In one embodiment, in the step 01, the ratio of the amount of the substance containing ammonia nitrogen to the amount of the substance containing nickel element is (0.2-25): 1, preferably (1-5): 1.

in the invention, the chemical plating wastewater contains certain ammonium ions and ammonia water, and the quantity of ammonia nitrogen substances in the wastewater (namely ammonia and nitrogen in the ammonium are called ammonia nitrogen) is measured by using a Nashin reagent method;

the inventor finds that the ammonia-nickel ratio is adjusted by adding ammonia compound or nickel compound according to the initial ammonia-nickel ratio, so that the ammonia-nickel ratio is adjusted to reach the optimal ratio, thereby leading the colloid formation and the nickel removal rate to reach the highest.

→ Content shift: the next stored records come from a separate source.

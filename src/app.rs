use eframe::egui;
use egui::{Color32, Key, Modifiers, Pos2, Rect, Sense, Stroke, Vec2};

use crate::canvas::{CellPos, clamp_grid_size};
use crate::components::colors::{Color, Palette};
use crate::components::tools::Tool;
use crate::editor::{Editor, EditorCommand, PointerEvent};
use crate::io::{self, ExportOptions, MAX_EXPORT_RESOLUTION};
use crate::project::Project;

const MIN_CELL_PX: f32 = 6.0;
const MAX_CELL_PX: f32 = 40.0;
const SELECTION_TINT: Color32 = Color32::from_rgba_premultiplied(30, 70, 140, 70);
const SELECTION_EDGE: Color32 = Color32::from_rgb(40, 110, 230);
const PASTE_EDGE: Color32 = Color32::from_rgb(230, 120, 20);

/// Window front end.  Owns an [`Editor`] and turns egui input into editor
/// events; everything drawn is read back from the editor each frame.
pub struct CrochetApp {
    editor: Editor,
    rows_input: String,
    cols_input: String,
    hex_input: String,
    export: ExportOptions,
    /// Last cell sent to the editor during the current press or hover.
    last_cell: Option<CellPos>,
    pressing: bool,
    status: Option<String>,
}
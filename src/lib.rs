//! CrochetFE: a cell-grid editor for crochet patterns.
//!
//! The library holds the whole editing core ([`editor::Editor`] and the
//! modules it drives) plus both front ends, so the binary only routes between
//! the window and the headless CLI.

pub mod logger;

pub mod app;
pub mod canvas;
pub mod cli;
pub mod components;
pub mod editor;
pub mod io;
pub mod ops;
pub mod project;
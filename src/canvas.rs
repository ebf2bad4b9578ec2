use crate::components::colors::Color;

// ============================================================================
// GRID BOUNDS
// ============================================================================

pub const MIN_GRID_DIM: usize = 5;
pub const MAX_GRID_DIM: usize = 50;
pub const DEFAULT_GRID_DIM: usize = 20;

/// Parse a user-entered dimension.  Garbage falls back to the minimum,
/// numbers are clamped into `[MIN_GRID_DIM, MAX_GRID_DIM]`.
pub fn clamp_grid_size(input: &str) -> usize {
    match input.trim().parse::<i64>() {
        Ok(n) => n.clamp(MIN_GRID_DIM as i64, MAX_GRID_DIM as i64) as usize,
        Err(_) => MIN_GRID_DIM,
    }
}

// ============================================================================
// CELL POSITION
// ============================================================================

/// Zero-based, row-major cell address.
#[derive(Clone, Copy, Debug, PartialEq, Eq, Hash, PartialOrd, Ord)]
pub struct CellPos {
    pub row: usize,
    pub col: usize,
}

impl CellPos {
    pub const fn new(row: usize, col: usize) -> Self {
        Self { row, col }
    }

    /// Signed offset.  `None` when the result would be negative; the upper
    /// bound is the grid's business.
    pub fn offset(self, d_row: i32, d_col: i32) -> Option<CellPos> {
        let row = self.row as i64 + d_row as i64;
        let col = self.col as i64 + d_col as i64;
        if row < 0 || col < 0 {
            return None;
        }
        Some(CellPos::new(row as usize, col as usize))
    }
}

// ============================================================================
// GRID STATE - the single source of truth for cell colors
// ============================================================================

/// Dense `rows × cols` color store.  Every in-bounds cell has exactly one
/// color; renderers read it and never keep a second mutable copy.
#[derive(Clone, Debug)]
pub struct GridState {
    rows: usize,
    cols: usize,
    cells: Vec<Color>,
    /// Bumped on every write that actually changes a cell.
    generation: u64,
}

impl Default for GridState {
    fn default() -> Self {
        Self::new(DEFAULT_GRID_DIM, DEFAULT_GRID_DIM)
    }
}

impl GridState {
    /// New all-background grid.  Dimensions are clamped to the grid bounds.
    pub fn new(rows: usize, cols: usize) -> Self {
        let rows = rows.clamp(MIN_GRID_DIM, MAX_GRID_DIM);
        let cols = cols.clamp(MIN_GRID_DIM, MAX_GRID_DIM);
        Self {
            rows,
            cols,
            cells: vec![Color::BACKGROUND; rows * cols],
            generation: 0,
        }
    }

    pub fn rows(&self) -> usize {
        self.rows
    }

    pub fn cols(&self) -> usize {
        self.cols
    }

    pub fn generation(&self) -> u64 {
        self.generation
    }

    /// Row-major view of every cell.
    pub fn cells(&self) -> &[Color] {
        &self.cells
    }

    pub fn in_bounds(&self, pos: CellPos) -> bool {
        pos.row < self.rows && pos.col < self.cols
    }

    fn index(&self, pos: CellPos) -> Option<usize> {
        self.in_bounds(pos).then(|| pos.row * self.cols + pos.col)
    }

    pub fn get(&self, pos: CellPos) -> Option<Color> {
        self.index(pos).map(|i| self.cells[i])
    }

    /// Lookup with signed coordinates, for geometry that may hang off the grid.
    pub fn get_signed(&self, row: i64, col: i64) -> Option<Color> {
        if row < 0 || col < 0 {
            return None;
        }
        self.get(CellPos::new(row as usize, col as usize))
    }

    /// Unconditional write, no history side effect.  Returns whether the
    /// stored color changed; out-of-bounds writes are ignored.
    pub fn set(&mut self, pos: CellPos, color: Color) -> bool {
        let Some(i) = self.index(pos) else { return false };
        if self.cells[i] == color {
            return false;
        }
        self.cells[i] = color;
        self.generation += 1;
        true
    }

    /// Reinitialize to a new size, every cell background.  History owners
    /// must reset their stacks alongside.
    pub fn resize(&mut self, rows: usize, cols: usize) {
        let rows = rows.clamp(MIN_GRID_DIM, MAX_GRID_DIM);
        let cols = cols.clamp(MIN_GRID_DIM, MAX_GRID_DIM);
        self.rows = rows;
        self.cols = cols;
        self.cells = vec![Color::BACKGROUND; rows * cols];
        self.generation += 1;
    }

    /// Set every cell to background.  Returns whether anything changed.
    pub fn clear_all(&mut self) -> bool {
        if self.cells.iter().all(|c| c.is_background()) {
            return false;
        }
        self.cells.fill(Color::BACKGROUND);
        self.generation += 1;
        true
    }

    /// 4-connected in-bounds neighbours in up, right, down, left order.
    pub fn neighbors(&self, pos: CellPos) -> Vec<CellPos> {
        [(-1, 0), (0, 1), (1, 0), (0, -1)]
            .into_iter()
            .filter_map(|(dr, dc)| pos.offset(dr, dc))
            .filter(|p| self.in_bounds(*p))
            .collect()
    }

    pub fn positions(&self) -> impl Iterator<Item = CellPos> + '_ {
        (0..self.rows).flat_map(move |row| (0..self.cols).map(move |col| CellPos::new(row, col)))
    }

    pub fn non_background_count(&self) -> usize {
        self.cells.iter().filter(|c| !c.is_background()).count()
    }

    /// Replace all cells from a row-major buffer of the same size.
    pub(crate) fn restore_cells(&mut self, cells: &[Color]) {
        if cells.len() != self.cells.len() {
            crate::log_warn!(
                "GridState::restore_cells: size mismatch ({} vs {})",
                cells.len(),
                self.cells.len()
            );
            return;
        }
        if self.cells != cells {
            self.cells.copy_from_slice(cells);
            self.generation += 1;
        }
    }
}
#[cfg(test)]
mod tests {
    use super::*;
    use image::GenericImageView;

    const RED: Color = Color::rgb(0xFF, 0, 0);

    fn temp_path(ext: &str) -> PathBuf {
        std::env::temp_dir().join(format!("crochetfe_io_{}.{}", uuid::Uuid::new_v4(), ext))
    }

    #[test]
    fn grid_file_round_trips() {
        let mut grid = GridState::new(6, 7);
        grid.set(CellPos::new(5, 6), RED);
        let file = GridFile::from_grid("scarf", &grid, &[RED, Color::BLACK]);
        let path = temp_path("json");
        save_grid_file(&path, &file).unwrap();

        let loaded = load_grid_file(&path).unwrap();
        let _ = std::fs::remove_file(&path);
        assert_eq!(loaded.name.as_deref(), Some("scarf"));
        assert_eq!(loaded.grid.cells(), grid.cells());
        assert_eq!(loaded.palette, vec![RED, Color::BLACK]);
    }

    #[test]
    fn saved_json_uses_camel_case_fields() {
        let file = GridFile::from_grid("x", &GridState::new(5, 5), &[]);
        let json = serde_json::to_value(&file).unwrap();
        assert_eq!(json["version"], "1.0");
        assert!(json["createdAt"].is_string());
        assert_eq!(json["cells"].as_array().map(Vec::len), Some(25));
        assert_eq!(json["cells"][0]["color"], "#FFFFFF");
    }

    #[test]
    fn missing_fields_are_rejected() {
        assert!(matches!(parse_grid_file(r#"{"rows": 5, "cols": 5}"#), Err(GridFileError::Json(_))));
        assert!(matches!(
            parse_grid_file(r#"{"rows": "5", "cols": 5, "cells": []}"#),
            Err(GridFileError::Json(_))
        ));
        assert!(parse_grid_file("not json").is_err());
    }

    #[test]
    fn bad_sizes_and_colors_are_rejected() {
        assert!(matches!(
            parse_grid_file(r#"{"rows": 4, "cols": 5, "cells": []}"#),
            Err(GridFileError::InvalidFormat(_))
        ));
        assert!(matches!(
            parse_grid_file(r##"{"rows": 5, "cols": 5, "cells": [{"row": 0, "col": 0, "color": "red"}]}"##),
            Err(GridFileError::InvalidFormat(_))
        ));
        assert!(matches!(
            parse_grid_file(r##"{"rows": 5, "cols": 5, "cells": [], "palette": ["#12"]}"##),
            Err(GridFileError::InvalidFormat(_))
        ));
    }

    #[test]
    fn out_of_bounds_cells_are_ignored() {
        let loaded = parse_grid_file(
            r##"{"rows": 5, "cols": 5, "cells": [
                {"row": 9, "col": 0, "color": "#FF0000"},
                {"row": -1, "col": 0, "color": "#FF0000"},
                {"row": 1, "col": 1, "color": "#ff0000"},
                {"row": 2, "col": 2}
            ]}"##,
        )
        .unwrap();
        assert_eq!(loaded.grid.non_background_count(), 1);
        assert_eq!(loaded.grid.get(CellPos::new(1, 1)), Some(RED));
        assert!(loaded.palette.is_empty());
        assert_eq!(loaded.name, None);
    }

    #[test]
    fn render_paints_cells_and_grid_lines() {
        let mut grid = GridState::new(5, 5);
        grid.set(CellPos::new(0, 1), RED);
        let plain = render_grid_image(&grid, &ExportOptions::default()).unwrap();
        assert_eq!(plain.dimensions(), (100, 100));
        assert_eq!(plain.get_pixel(25, 5).0, [0xFF, 0, 0, 255]);
        assert_eq!(plain.get_pixel(0, 0).0, [0xFF, 0xFF, 0xFF, 255]);

        let lined = render_grid_image(&grid, &ExportOptions { resolution: 4, include_grid_lines: true }).unwrap();
        assert_eq!(lined.dimensions(), (400, 400));
        assert_eq!(lined.get_pixel(80, 30).0, Color::GRID_LINE.to_rgba().0);
        assert_eq!(lined.get_pixel(81, 30).0, Color::GRID_LINE.to_rgba().0);
        assert_eq!(lined.get_pixel(82, 30).0, [0xFF, 0, 0, 255]);
        assert_eq!(lined.get_pixel(399, 200).0, Color::GRID_LINE.to_rgba().0);
    }

    #[test]
    fn invalid_resolution_and_extension_fail() {
        let grid = GridState::new(5, 5);
        let opts = ExportOptions { resolution: 0, include_grid_lines: false };
        assert!(matches!(render_grid_image(&grid, &opts), Err(ExportError::InvalidOptions(_))));
        assert!(matches!(
            ImageFormat::for_path(&temp_path("gif")),
            Err(ExportError::InvalidOptions(_))
        ));
    }

    #[test]
    fn export_writes_png_and_jpeg() {
        let grid = GridState::new(5, 5);
        for ext in ["png", "jpg"] {
            let path = temp_path(ext);
            let format = ImageFormat::for_path(&path).unwrap();
            export_image(&grid, &path, format, &ExportOptions::default()).unwrap();
            let decoded = image::open(&path).unwrap();
            let _ = std::fs::remove_file(&path);
            assert_eq!(decoded.dimensions(), (100, 100));
        }
    }

    #[test]
    fn explicit_format_overrides_extension() {
        let grid = GridState::new(5, 5);
        let path = temp_path("png");
        export_image(&grid, &path, ImageFormat::Jpeg, &ExportOptions::default()).unwrap();
        let guessed = image::io::Reader::open(&path).unwrap().with_guessed_format().unwrap().format();
        let _ = std::fs::remove_file(&path);
        assert_eq!(guessed, Some(image::ImageFormat::Jpeg));

        let bare = temp_path("out").with_extension("");
        export_image(&grid, &bare, ImageFormat::Png, &ExportOptions::default()).unwrap();
        let guessed = image::io::Reader::open(&bare).unwrap().with_guessed_format().unwrap().format();
        let _ = std::fs::remove_file(&bare);
        assert_eq!(guessed, Some(image::ImageFormat::Png));
    }
}
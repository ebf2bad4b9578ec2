use crate::canvas::{CellPos, GridState};
use crate::components::colors::Color;
use crate::components::history::{CellChange, GridPatch, LayerRestore, MatrixAction};
use crate::ops::clipboard::ClipboardData;

// ============================================================================
// SELECTION RECTANGLE
// ============================================================================

/// Inclusive, normalized rectangle of grid cells.
#[derive(Clone, Copy, Debug, PartialEq, Eq)]
pub struct SelectionRect {
    pub min_row: usize,
    pub max_row: usize,
    pub min_col: usize,
    pub max_col: usize,
}

impl SelectionRect {
    pub fn from_corners(a: CellPos, b: CellPos) -> Self {
        Self {
            min_row: a.row.min(b.row),
            max_row: a.row.max(b.row),
            min_col: a.col.min(b.col),
            max_col: a.col.max(b.col),
        }
    }

    pub fn whole_grid(grid: &GridState) -> Self {
        Self {
            min_row: 0,
            max_row: grid.rows() - 1,
            min_col: 0,
            max_col: grid.cols() - 1,
        }
    }

    pub fn contains(&self, pos: CellPos) -> bool {
        (self.min_row..=self.max_row).contains(&pos.row) && (self.min_col..=self.max_col).contains(&pos.col)
    }

    pub fn width(&self) -> usize {
        self.max_col - self.min_col + 1
    }

    pub fn height(&self) -> usize {
        self.max_row - self.min_row + 1
    }

    /// Row-major positions inside the rectangle.
    pub fn positions(&self) -> impl Iterator<Item = CellPos> {
        let (min_col, max_col) = (self.min_col, self.max_col);
        (self.min_row..=self.max_row).flat_map(move |row| (min_col..=max_col).map(move |col| CellPos::new(row, col)))
    }

    /// Part of the rectangle that lies inside the grid.
    pub fn clipped(&self, grid: &GridState) -> Option<Self> {
        if self.min_row >= grid.rows() || self.min_col >= grid.cols() {
            return None;
        }
        Some(Self {
            max_row: self.max_row.min(grid.rows() - 1),
            max_col: self.max_col.min(grid.cols() - 1),
            ..*self
        })
    }
}
//! Computer opponent: three strength tiers behind a single selector, from
//! random play through one-ply tactics to alpha-beta minimax.

mod minimax;
mod random;
mod tactical;
mod tier;

pub use minimax::{Heuristic, Minimax, WindowHeuristic, SCORE_BOUND, SEARCH_DEPTH};
pub use random::random_column;
pub use tactical::{completes_four, tactical_column};
pub use tier::{choose_move, request_ai_move, AiTier, AI_PLAYER};
//! Terminal UI: board view and the key-driven game loop.

mod app;
mod game_view;

pub use app::App;
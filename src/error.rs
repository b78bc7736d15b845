use std::path::PathBuf;

/// Reasons a move is rejected. A rejected move never mutates the game.
#[derive(Debug, Clone, PartialEq, Eq, thiserror::Error)]
pub enum MoveError {
    #[error("column {column} is out of range (board has {cols} columns)")]
    InvalidColumn { column: usize, cols: usize },

    #[error("column {0} is full")]
    ColumnFull(usize),

    #[error("the game is already over")]
    GameOver,

    #[error("it is the computer's turn")]
    OutOfTurn,
}

/// Errors that can occur when loading or validating configuration.
#[derive(Debug, thiserror::Error)]
pub enum ConfigError {
    #[error("failed to read config file {path}: {source}")]
    FileRead {
        path: PathBuf,
        source: std::io::Error,
    },

    #[error("failed to parse TOML: {0}")]
    TomlParse(#[from] toml::de::Error),

    #[error("config validation error: {0}")]
    Validation(String),

    #[error("unknown {kind} '{value}'")]
    UnknownValue { kind: &'static str, value: String },
}
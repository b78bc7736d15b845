//! The single active game, owned by whoever drives it.
//!
//! A `Session` bundles the game state with the configuration it was built
//! from and the RNG used for prefill and computer moves. All mutation goes
//! through `&mut self`, so the owner is the only writer: a human move and
//! the computer's deferred reply can never interleave.

use rand::rngs::StdRng;
use rand::SeedableRng;
use tracing::info;

use crate::ai;
use crate::error::{ConfigError, MoveError};
use crate::game::{GameConfig, GameState};

pub struct Session {
    config: GameConfig,
    state: GameState,
    rng: StdRng,
}

impl Session {
    pub fn new(config: GameConfig) -> Result<Self, ConfigError> {
        Self::with_rng(config, StdRng::from_os_rng())
    }

    /// Deterministic session for replays and tests.
    pub fn with_seed(config: GameConfig, seed: u64) -> Result<Self, ConfigError> {
        Self::with_rng(config, StdRng::seed_from_u64(seed))
    }

    fn with_rng(config: GameConfig, mut rng: StdRng) -> Result<Self, ConfigError> {
        let state = GameState::with_rng(&config, &mut rng)?;
        Ok(Session { config, state, rng })
    }

    pub fn state(&self) -> &GameState {
        &self.state
    }

    pub fn config(&self) -> &GameConfig {
        &self.config
    }

    pub fn is_ai_turn(&self) -> bool {
        self.state.is_ai_turn()
    }

    /// Human move. Refused while the computer is to move.
    pub fn play(&mut self, column: usize) -> Result<(usize, usize), MoveError> {
        if self.state.is_ai_turn() {
            return Err(MoveError::OutOfTurn);
        }
        self.state.apply_move(column)
    }

    /// Let the computer move if it is its turn.
    pub fn request_ai_move(&mut self) -> Option<usize> {
        ai::request_ai_move(&mut self.state, &mut self.rng)
    }

    /// Fresh game with the same configuration.
    pub fn rematch(&mut self) {
        info!("rematch");
        self.state = GameState::prefilled(&self.config, &mut self.rng);
    }

    /// Switch to a new configuration and start over. On error the current
    /// game is kept.
    pub fn reconfigure(&mut self, config: GameConfig) -> Result<(), ConfigError> {
        self.state = GameState::with_rng(&config, &mut self.rng)?;
        self.config = config;
        Ok(())
    }
}

#[cfg(test)]
mod tests {
    use super::*;
    use crate::ai::AiTier;
    use crate::game::{GameOutcome, Opponent, Player};

    fn vs_computer(tier: AiTier) -> GameConfig {
        GameConfig {
            opponent: Opponent::Computer(tier),
            ..GameConfig::default()
        }
    }

    #[test]
    fn test_human_and_computer_alternate() {
        let mut session = Session::with_seed(vs_computer(AiTier::Medium), 1).unwrap();
        assert!(!session.is_ai_turn());
        assert_eq!(session.request_ai_move(), None);

        session.play(3).unwrap();
        assert!(session.is_ai_turn());
        assert_eq!(session.play(4), Err(MoveError::OutOfTurn));
        assert_eq!(session.state().turn_count(), 1);

        assert!(session.request_ai_move().is_some());
        assert_eq!(session.state().current_player(), Player::Red);
        assert_eq!(session.state().turn_count(), 2);
    }

    #[test]
    fn test_hot_seat_never_requests_computer() {
        let mut session = Session::with_seed(GameConfig::default(), 2).unwrap();
        session.play(0).unwrap();
        assert!(!session.is_ai_turn());
        assert_eq!(session.request_ai_move(), None);
        session.play(0).unwrap();
        assert_eq!(session.state().turn_count(), 2);
    }

    #[test]
    fn test_rematch_resets_state() {
        let mut session = Session::with_seed(GameConfig::default(), 3).unwrap();
        for col in [0, 1, 0, 1, 0, 1, 0] {
            session.play(col).unwrap();
        }
        assert_eq!(
            session.state().outcome(),
            Some(GameOutcome::Winner(Player::Red))
        );

        session.rematch();
        assert!(!session.state().is_terminal());
        assert_eq!(session.state().turn_count(), 0);
        assert_eq!(session.state().current_player(), Player::Red);
    }

    #[test]
    fn test_same_seed_same_prefill() {
        let config = GameConfig {
            rows: 8,
            cols: 10,
            prefill: 7,
            ..GameConfig::default()
        };
        let a = Session::with_seed(config.clone(), 99).unwrap();
        let b = Session::with_seed(config, 99).unwrap();
        assert_eq!(a.state().board(), b.state().board());
    }

    #[test]
    fn test_reconfigure_keeps_game_on_error() {
        let mut session = Session::with_seed(GameConfig::default(), 4).unwrap();
        session.play(2).unwrap();

        let bad = GameConfig {
            cols: 0,
            ..GameConfig::default()
        };
        assert!(session.reconfigure(bad).is_err());
        assert_eq!(session.state().turn_count(), 1);

        let bigger = GameConfig {
            rows: 7,
            cols: 8,
            ..GameConfig::default()
        };
        session.reconfigure(bigger).unwrap();
        assert_eq!(session.state().board().cols(), 8);
        assert_eq!(session.config().rows, 7);
        assert_eq!(session.state().turn_count(), 0);
    }
}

The method for measuring the concentration of nickel in the chemical nickel plating wastewater is dimethylglyoxime spectrophotometry (GB/T11910-1989).

Step 02After step 01 and before step 1, the pH of the electroless nickel plating wastewater is adjusted with acid and/or alkali II.

In the present invention, the method further comprises a step 02 of adjusting the pH of the electroless plating wastewater with an acid and/or an alkali II after the step 01 is performed and before the step 1 is performed.

The acid is sulfuric acid or hydrochloric acid, preferably sulfuric acid; the alkali II is sodium hydroxide, preferably sodium hydroxide solution; the pH value is adjusted to 4-10.5, such as 9.16.

The acid is preferably 1mol/L sulfuric acid solution;

in the present invention, the reaction temperature is not particularly required when the pH value is adjusted.

The inventor finds that adjusting the ratio of the amount of ammonia nitrogen substances to the amount of nickel elements substances (namely ammonia-nickel ratio) and the pH value of the electroless plating wastewater can generate colloid in the subsequent steps, can stratify, and can improve the removal rate of nickel.

In a preferred embodiment, the basic compound is a 6mol/L sodium hydroxide solution.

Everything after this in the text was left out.